Huma Bhabha We Come In Peace

Installation view of We Come In Peace by Huma Bhabha, April 17, 2018—October 28, 2018, The Metropolitan Museum of Art. Courtesy of the artist and Salon 94, New York. Image © The Metropolitan Museum of Art, photo by Hyla Skopitz

04.17–10.28.2018
Huma Bhabha | We Come In Peace
The Metropolitan Museum of Art

A site-specific installation for The Metropolitan Museum of Art's Iris and B. Gerald Cantor Roof Garden.

Installation Views

Huma Bhabha (born 1962, Karachi, Pakistan) has been selected to create a site-specific installation for The Metropolitan Museum of Art's Iris and B. Gerald Cantor Roof Garden, the sixth in a series of commissions for the outdoor space. Bhabha's work addresses themes of colonialism, war, displacement, and memories of place. Using found materials and the detritus of everyday life, she creates haunting human figures that hover between abstraction and figuration, monumentality and entropy.
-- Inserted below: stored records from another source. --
//! The log itself: commit coordination, block fill and issue, completion.
//!
//! Two-tier locking, mirroring the on-disk chain's needs: the async issuer
//! lock serializes everything that extends the chain (opening blocks, filling
//! records, issuing writes), while the completion mutex guards the bookkeeping
//! that i/o completion tasks and waiters touch.  The issuer lock is never
//! taken while holding the completion mutex.

use crate::base_types::*;
use crate::chain::{self, ChainIdentity, CHAIN_HEADER_SIZE};
use crate::error::{AllocError, CommitError, IoError};
use crate::header::LogHeaderPhys;
use crate::io::{AllocClass, BlockIo, LogAllocator, TxgProvider, WriteSource};
use crate::itx::{Itx, ItxOp, ItxOutcome, ItxQueue, ItxWrite};
use crate::lwb::{self, Lwb, LwbState, SIZE_HISTORY};
use crate::metrics::ZilMetrics;
use crate::record::{LogRecord, RecordBody, WriteData, WriteRecord};
use anyhow::Result;
use futures::stream::{FuturesUnordered, StreamExt};
use lazy_static::lazy_static;
use log::*;
use std::collections::{BTreeMap, HashSet};
use std::sync::atomic::{AtomicBool, Ordering};
use std::sync::{Arc, Mutex};
use std::time::{Duration, Instant};
use tokio::sync::oneshot;
use util::{get_tunable, maybe_die_with};

lazy_static! {
    static ref COMMIT_TIMEOUT_PCT: u32 = get_tunable("zil_commit_timeout_pct", 5u32);
    static ref MIN_COMMIT_TIMEOUT: Duration =
        Duration::from_millis(get_tunable("zil_min_commit_timeout_ms", 1u64));
}

#[derive(Default)]
pub(crate) struct WaiterShared {
    done: AtomicBool,
    lwb: Mutex<Option<LwbId>>,
}

impl WaiterShared {
    fn is_done(&self) -> bool {
        self.done.load(Ordering::Acquire)
    }

    fn linked(&self) -> Option<LwbId> {
        *self.lwb.lock().unwrap()
    }
}

/// The sending half of a commit waiter, carried by the commit itx and then by
/// the block whose completion will signal it.
pub(crate) struct WaiterLink {
    tx: oneshot::Sender<Result<(), CommitError>>,
    shared: Arc<WaiterShared>,
}

impl WaiterLink {
    fn link(&self, id: LwbId) {
        *self.shared.lwb.lock().unwrap() = Some(id);
    }

    pub(crate) fn signal(self, result: Result<(), CommitError>) {
        self.shared.done.store(true, Ordering::Release);
        let _ = self.tx.send(result);
    }
}

/// Handle returned by `Zilog::commit_async`; `wait` resolves once everything
/// enqueued before the corresponding commit is durable (or failed).
pub struct CommitWaiter {
    zilog: Zilog,
    rx: oneshot::Receiver<Result<(), CommitError>>,
    shared: Arc<WaiterShared>,
}

impl CommitWaiter {
    pub async fn wait(self) -> Result<(), CommitError> {
        let zilog = self.zilog.clone();
        // Nobody else may be committing; a bare commit_async/wait pair has
        // to drive the writer itself.
        zilog.commit_writer(&self.shared).await;
        zilog.commit_waiter(self).await
    }
}

struct LwbSlot {
    state: LwbState,
    waiters: Vec<WaiterLink>,
}

struct FlushedLwb {
    id: LwbId,
    extent: Extent,
    max_txg: Txg,
    next: Option<BlockPointer>,
}

struct IssuerState {
    open_lwb: Option<Lwb>,
    /// Block pre-allocated at the previous issue; the chain header already
    /// points at it, so the next block must land there.
    next_bp: Option<(BlockPointer, bool)>,
    next_lwb_id: u64,
    size_history: [u64; SIZE_HISTORY],
    size_rotor: usize,
    /// Record bytes filled since the last issue; drives next block's size.
    cur_used: u64,
    /// Completion of the most recently issued block; the next issue chains on
    /// it so completions signal in issue order, and a failure anywhere in the
    /// chain fails every block issued behind it.
    prev_done: Option<oneshot::Receiver<Result<(), CommitError>>>,
}

struct CompletionState {
    lwbs: BTreeMap<LwbId, LwbSlot>,
    last_lwb_opened: Option<LwbId>,
    /// Flushes inherited from predecessors that had no waiters.
    deferred_flush: HashSet<VdevId>,
    last_lwb_latency: Duration,
    /// Set on the first unrecoverable error; cleared once the main store has
    /// synced past the covering txg.
    failed: Option<(Txg, CommitError)>,
    /// Flush-done blocks not yet freed by `sync`, in issue order.
    flushed: Vec<FlushedLwb>,
    header: LogHeaderPhys,
}

struct ZilogInner {
    identity: ChainIdentity,
    io: Arc<dyn BlockIo>,
    alloc: Arc<dyn LogAllocator>,
    txgs: Arc<dyn TxgProvider>,
    source: Arc<dyn WriteSource>,
    itxs: ItxQueue,
    issuer: tokio::sync::Mutex<IssuerState>,
    state: Mutex<CompletionState>,
    metrics: ZilMetrics,
}

#[derive(Clone)]
pub struct Zilog {
    inner: Arc<ZilogInner>,
}
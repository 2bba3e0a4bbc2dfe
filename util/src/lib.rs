#![warn(clippy::cast_lossless)]
#![warn(clippy::cast_possible_truncation)]
#![warn(clippy::cast_possible_wrap)]
#![warn(clippy::cast_sign_loss)]

mod die;
mod tunable;

pub use die::maybe_die_with;
pub use tunable::get_tunable;
pub use tunable::read_tunable_config;
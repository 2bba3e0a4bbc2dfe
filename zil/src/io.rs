//! Seams to the embedding storage system.  The log itself only ever sees
//! these traits; production wires in real block devices and the main-store
//! txg machinery, tests wire in mocks.

use crate::base_types::*;
use crate::error::{AllocError, IoError};
use crate::record::RecordBody;
use anyhow::Result;
use async_trait::async_trait;

/// Raw block i/o.  A write is durable only once `flush` of its vdev has
/// returned.
#[async_trait]
pub trait BlockIo: Send + Sync {
    async fn read(&self, extent: Extent) -> Result<Vec<u8>, IoError>;
    async fn write(&self, vdev: VdevId, location: DiskLocation, data: Vec<u8>)
        -> Result<(), IoError>;
    async fn flush(&self, vdev: VdevId) -> Result<(), IoError>;
}

/// Which allocation class to prefer for a log block.
#[derive(Debug, Copy, Clone, Eq, PartialEq)]
pub enum AllocClass {
    /// Dedicated log device, if the pool has one.
    Log,
    /// Main pool storage.
    Main,
}

#[async_trait]
pub trait LogAllocator: Send + Sync {
    async fn allocate(&self, size: u64, class: AllocClass) -> Result<Extent, AllocError>;
    /// Mark an extent discovered during log claim as in-use so the main store
    /// won't reallocate it before the log is replayed.
    async fn claim(&self, extent: Extent) -> Result<(), IoError>;
    async fn free(&self, extent: Extent);
}

/// View of the main store's transaction group machinery.
#[async_trait]
pub trait TxgProvider: Send + Sync {
    fn open_txg(&self) -> Txg;
    fn last_synced_txg(&self) -> Txg;
    async fn wait_synced(&self, txg: Txg);
}

/// Source of write payloads that were not copied into the itx at creation.
#[async_trait]
pub trait WriteSource: Send + Sync {
    /// Fetch the data for a NEED_COPY write at issue time.  Ok(None) means
    /// the range is no longer dirty (already synced); the record is dropped.
    async fn get_write_data(
        &self,
        obj: ObjectId,
        offset: u64,
        length: u64,
    ) -> Result<Option<Vec<u8>>>;

    /// Sync the data for an indirect write to its final main-store location,
    /// returning the pointer to embed in the log record.  Ok(None) means the
    /// range was already synced and needs no log entry.
    async fn write_indirect(
        &self,
        obj: ObjectId,
        offset: u64,
        length: u64,
        txg: Txg,
    ) -> Result<Option<BlockPointer>>;
}

/// Per-type application of recovered records.  `apply` dispatches on the
/// record body; implementors only provide the typed methods.
#[async_trait]
pub trait ReplayDispatch: Send + Sync {
    async fn replay_create(&self, r: &crate::record::CreateRecord) -> Result<()>;
    async fn replay_remove(&self, r: &crate::record::RemoveRecord) -> Result<()>;
    async fn replay_write(&self, r: &crate::record::WriteRecord) -> Result<()>;
    async fn replay_rename(&self, r: &crate::record::RenameRecord) -> Result<()>;
    async fn replay_truncate(&self, r: &crate::record::TruncateRecord) -> Result<()>;
    async fn replay_setattr(&self, r: &crate::record::SetAttrRecord) -> Result<()>;
    async fn replay_acl(&self, r: &crate::record::AclRecord) -> Result<()>;

    async fn apply(&self, body: &RecordBody) -> Result<()> {
        match body {
            RecordBody::Create(r) => self.replay_create(r).await,
            RecordBody::Remove(r) => self.replay_remove(r).await,
            RecordBody::Write(r) => self.replay_write(r).await,
            RecordBody::Rename(r) => self.replay_rename(r).await,
            RecordBody::Truncate(r) => self.replay_truncate(r).await,
            RecordBody::SetAttr(r) => self.replay_setattr(r).await,
            RecordBody::Acl(r) => self.replay_acl(r).await,
        }
    }
}
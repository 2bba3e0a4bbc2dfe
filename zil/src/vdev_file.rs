//! File- or device-backed block i/o.  Plain pread/pwrite on a blocking
//! thread, with semaphores bounding the queue depth per direction; an
//! explicit fsync is the durability point, so the page cache is fine in
//! between.

use crate::base_types::*;
use crate::error::IoError;
use crate::io::BlockIo;
use anyhow::{Context, Result};
use async_trait::async_trait;
use lazy_static::lazy_static;
use log::*;
use metered::common::*;
use metered::hdr_histogram::AtomicHdrHistogram;
use metered::metered;
use metered::time_source::StdInstantMicros;
use nix::sys::stat::SFlag;
use std::os::unix::prelude::AsRawFd;
use std::path::{Path, PathBuf};
use std::sync::Arc;
use tokio::fs::{File, OpenOptions};
use tokio::sync::Semaphore;
use util::get_tunable;

lazy_static! {
    static ref READ_QUEUE_DEPTH: usize = get_tunable("zil_vdev_read_queue_depth", 32usize);
    static ref WRITE_QUEUE_DEPTH: usize = get_tunable("zil_vdev_write_queue_depth", 32usize);
}

// Generate ioctl function for block device sizing
nix::ioctl_read!(ioctl_blkgetsize64, 0x12u8, 114u8, u64);

#[derive(Debug)]
struct Disk {
    file: File,
    path: PathBuf,
    size: u64,
}

#[derive(Debug)]
pub struct FileVdev {
    disks: Vec<Disk>,
    metrics: FileVdevMetrics,
    reads: Semaphore,
    writes: Semaphore,
}

async fn disk_size(file: &File, path: &Path) -> Result<u64> {
    let stat = nix::sys::stat::fstat(file.as_raw_fd())?;
    let mode = SFlag::from_bits_truncate(stat.st_mode);
    if mode.contains(SFlag::S_IFBLK) {
        let mut size = 0u64;
        unsafe { ioctl_blkgetsize64(file.as_raw_fd(), &mut size) }
            .with_context(|| format!("sizing block device {:?}", path))?;
        Ok(size)
    } else {
        Ok(file.metadata().await?.len())
    }
}

#[metered(registry = FileVdevMetrics)]
impl FileVdev {
    /// Open the log devices; index in `paths` becomes the VdevId.
    pub async fn open(paths: &[PathBuf]) -> Result<Arc<FileVdev>> {
        assert!(!paths.is_empty());
        let mut disks = Vec::with_capacity(paths.len());
        for path in paths {
            let file = OpenOptions::new()
                .read(true)
                .write(true)
                .open(path)
                .await
                .with_context(|| format!("opening log device {:?}", path))?;
            let size = disk_size(&file, path).await?;
            info!("opened log device {:?}: {} bytes", path, size);
            disks.push(Disk {
                file,
                path: path.clone(),
                size,
            });
        }
        Ok(Arc::new(FileVdev {
            disks,
            metrics: Default::default(),
            reads: Semaphore::new(*READ_QUEUE_DEPTH),
            writes: Semaphore::new(*WRITE_QUEUE_DEPTH),
        }))
    }

    pub fn size(&self, vdev: VdevId) -> Option<u64> {
        self.disk(vdev).map(|disk| disk.size)
    }

    pub fn dump_metrics(&self) {
        debug!("vdev metrics: {:#?}", self.metrics);
    }

    fn disk(&self, vdev: VdevId) -> Option<&Disk> {
        self.disks.get(vdev.0 as usize)
    }

    fn disk_or_err(&self, vdev: VdevId) -> Result<&Disk, IoError> {
        self.disk(vdev)
            .ok_or_else(|| IoError::new(format!("no such vdev {}", vdev)))
    }

    #[measure(type = ResponseTime<AtomicHdrHistogram, StdInstantMicros>)]
    #[measure(InFlight)]
    #[measure(Throughput)]
    #[measure(HitCount)]
    pub async fn read_raw(&self, extent: Extent) -> Result<Vec<u8>, IoError> {
        let disk = self.disk_or_err(extent.vdev)?;
        let fd = disk.file.as_raw_fd();
        let _permit = self.reads.acquire().await.unwrap();
        tokio::task::spawn_blocking(move || {
            let mut buf = vec![0u8; extent.size as usize];
            let mut done = 0;
            while done < buf.len() {
                let n = nix::sys::uio::pread(
                    fd,
                    &mut buf[done..],
                    (extent.location.offset + done as u64) as i64,
                )?;
                if n == 0 {
                    return Err(IoError::new(format!("short read at {}", extent)));
                }
                done += n;
            }
            Ok(buf)
        })
        .await
        .unwrap()
    }

    #[measure(type = ResponseTime<AtomicHdrHistogram, StdInstantMicros>)]
    #[measure(InFlight)]
    #[measure(Throughput)]
    #[measure(HitCount)]
    pub async fn write_raw(
        &self,
        vdev: VdevId,
        location: DiskLocation,
        data: Vec<u8>,
    ) -> Result<(), IoError> {
        let disk = self.disk_or_err(vdev)?;
        let fd = disk.file.as_raw_fd();
        let _permit = self.writes.acquire().await.unwrap();
        tokio::task::spawn_blocking(move || {
            let mut done = 0;
            while done < data.len() {
                let n = nix::sys::uio::pwrite(
                    fd,
                    &data[done..],
                    (location.offset + done as u64) as i64,
                )?;
                if n == 0 {
                    return Err(IoError::new(format!(
                        "short write at {}:{}",
                        vdev, location
                    )));
                }
                done += n;
            }
            Ok(())
        })
        .await
        .unwrap()
    }

    #[measure(type = ResponseTime<AtomicHdrHistogram, StdInstantMicros>)]
    #[measure(Throughput)]
    #[measure(HitCount)]
    pub async fn flush_raw(&self, vdev: VdevId) -> Result<(), IoError> {
        let disk = self.disk_or_err(vdev)?;
        let fd = disk.file.as_raw_fd();
        trace!("flushing {:?}", disk.path);
        tokio::task::spawn_blocking(move || {
            nix::unistd::fsync(fd)?;
            Ok(())
        })
        .await
        .unwrap()
    }
}

#[async_trait]
impl BlockIo for FileVdev {
    async fn read(&self, extent: Extent) -> Result<Vec<u8>, IoError> {
        self.read_raw(extent).await
    }

    async fn write(
        &self,
        vdev: VdevId,
        location: DiskLocation,
        data: Vec<u8>,
    ) -> Result<(), IoError> {
        self.write_raw(vdev, location, data).await
    }

    async fn flush(&self, vdev: VdevId) -> Result<(), IoError> {
        self.flush_raw(vdev).await
    }
}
“Amidst scenes of danger and collapse, scenes of anxiety and paranoia Huma Bhabha’s installation We Come in Peace has landed on the roof of the Metropolitan Museum of Art. Comprised of two sculptures, the 12-foot tall, five-headed hermaphrodite We Come in Peace and the 16-foot long prostrate Benaam, carefully oriented towards one another, they are settled in the main quadrant of the Iris B. Cantor Roof, with the New York skyline surrounding them. Bhabha has knowingly choreographed a dramatic mise en scene, and allowed for a gripping narrative to ensue of a foreign visitation - Who are they? What are they? Why are they here?...What Bhabha has proposed quite consistently throughout her practice, but even more emphatically in We Come in Peace by way of her very sizable, very visceral sculptures, is the body as the site of exchange. The physicality of her sculptures go beyond the mere notions of the figurative, suggesting that the body is also directly involved in the political field; power relations have an immediate hold upon it; they invest it, mark it, train it, torture it, force it to carry out tasks, to perform ceremonies, to emit signs.” — Shanay Jhaveri, Acknowledging Pain: Huma Bhabha’s We Come in Peace, The Roof Garden Commission: Huma Bhabha, We Come in Peace. The Metropolitan Museum of Art, 2018

The Roof Garden Commission: Huma Bhabha, We Come in Peace will be on view on the Iris and Gerald B. Cantor Roof Garden at the Metropolitan Museum of Art, New York from April 17-October 28, 2018. The exhibition is curated by Sheena Wagstaff, Leonard A. Lauder Chairman of Modern and Contemporary Art and Shanay Jhaveri, Assistant Curator of South Asian Art.